Find the number of lines containing the string "Clone" in the data. Answer with the number by itself.

RECORDS FOR THE TASK: Begin

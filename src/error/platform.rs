//! Operating-system status codes.

use alloc::string::String;

use crate::hooks::status_text;

/// A status code reported by the platform layer.
///
/// Negative values are failures, following the HRESULT convention. The
/// textual description comes from the hook registered with
/// [`register_platform_text_hook`](crate::hooks::register_platform_text_hook)
/// and, with the `std` feature, falls back to the host's OS error messages.
///
/// # Examples
///
/// ```
/// use causeway::PlatformStatus;
///
/// assert!(PlatformStatus::new(-2147024891).is_failure());
/// assert!(!PlatformStatus::SUCCESS.is_failure());
/// assert_eq!(PlatformStatus::SUCCESS.text(), "");
/// ```
#[derive(Debug, Clone, Copy, PartialEq, Eq, Hash, PartialOrd, Ord, Default)]
pub struct PlatformStatus(i32);

impl PlatformStatus {
    /// The status of an operation that completed normally.
    pub const SUCCESS: Self = Self(0);

    /// Wraps a raw status code.
    #[inline]
    #[must_use]
    pub const fn new(code: i32) -> Self {
        Self(code)
    }

    /// Returns the raw status code.
    #[inline]
    pub const fn raw(self) -> i32 {
        self.0
    }

    /// Returns `true` if the status denotes a failure.
    #[inline]
    pub const fn is_failure(self) -> bool {
        self.0 < 0
    }

    /// Returns the description of the status.
    ///
    /// The description of [`SUCCESS`](Self::SUCCESS) is always empty.
    pub fn text(self) -> String {
        if self == Self::SUCCESS {
            return String::new();
        }
        status_text::platform_text(self.0).unwrap_or_else(|| os_text(self.0))
    }
}

impl From<i32> for PlatformStatus {
    #[inline]
    fn from(code: i32) -> Self {
        Self(code)
    }
}

#[cfg(feature = "std")]
fn os_text(code: i32) -> String {
    use alloc::string::ToString;

    std::io::Error::from_raw_os_error(code).to_string()
}

#[cfg(not(feature = "std"))]
fn os_text(_code: i32) -> String {
    String::new()
}

#[cfg(test)]
mod tests {
    use super::*;

    #[test]
    fn test_failure_is_sign_bit() {
        assert!(PlatformStatus::new(i32::MIN).is_failure());
        assert!(PlatformStatus::new(-1).is_failure());
        assert!(!PlatformStatus::new(1).is_failure());
        assert!(!PlatformStatus::SUCCESS.is_failure());
    }

    #[test]
    fn test_success_has_no_text() {
        assert!(PlatformStatus::SUCCESS.text().is_empty());
    }

    #[cfg(feature = "std")]
    #[test]
    fn test_falls_back_to_os_messages() {
        use alloc::string::ToString;

        let code = 2;
        let expected = std::io::Error::from_raw_os_error(code).to_string();
        assert_eq!(PlatformStatus::new(code).text(), expected);
    }
}
//! Library-defined error codes.

/// The closed set of codes carried by [generic](crate::ErrorKind::Generic)
/// errors.
///
/// # Examples
///
/// ```
/// use causeway::GenericCode;
///
/// assert_eq!(GenericCode::TimedOut.text(), "Timed out");
/// assert_eq!(GenericCode::from_raw(3), Some(GenericCode::TimedOut));
/// assert_eq!(GenericCode::from_raw(0), None);
/// ```
#[derive(Debug, Clone, Copy, PartialEq, Eq, Hash)]
#[repr(i32)]
pub enum GenericCode {
    /// The cause of the failure is not known.
    Unknown = 1,
    /// An allocation failed.
    OutOfMemory = 2,
    /// An operation did not complete in time.
    TimedOut = 3,
    /// An argument was outside of its accepted domain.
    InvalidArgument = 4,
    /// The operation is not implemented.
    NotImplemented = 5,
    /// The request is not valid in the current state.
    InvalidRequest = 6,
}

impl GenericCode {
    /// All codes, in ascending numeric order.
    pub const ALL: [Self; 6] = [
        Self::Unknown,
        Self::OutOfMemory,
        Self::TimedOut,
        Self::InvalidArgument,
        Self::NotImplemented,
        Self::InvalidRequest,
    ];

    /// Looks up the code with the given numeric value.
    #[must_use]
    pub const fn from_raw(code: i32) -> Option<Self> {
        match code {
            1 => Some(Self::Unknown),
            2 => Some(Self::OutOfMemory),
            3 => Some(Self::TimedOut),
            4 => Some(Self::InvalidArgument),
            5 => Some(Self::NotImplemented),
            6 => Some(Self::InvalidRequest),
            _ => None,
        }
    }

    /// Returns the numeric value of the code.
    #[inline]
    pub const fn as_raw(self) -> i32 {
        self as i32
    }

    /// Returns the human-readable description of the code.
    pub const fn text(self) -> &'static str {
        match self {
            Self::Unknown => "Unknown error",
            Self::OutOfMemory => "Out of memory",
            Self::TimedOut => "Timed out",
            Self::InvalidArgument => "Invalid argument",
            Self::NotImplemented => "Not implemented",
            Self::InvalidRequest => "Invalid request",
        }
    }
}

impl core::fmt::Display for GenericCode {
    fn fmt(&self, f: &mut core::fmt::Formatter<'_>) -> core::fmt::Result {
        f.write_str(self.text())
    }
}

RECORDS FOR THE TASK: End

_YOUR RESPONSE_. 2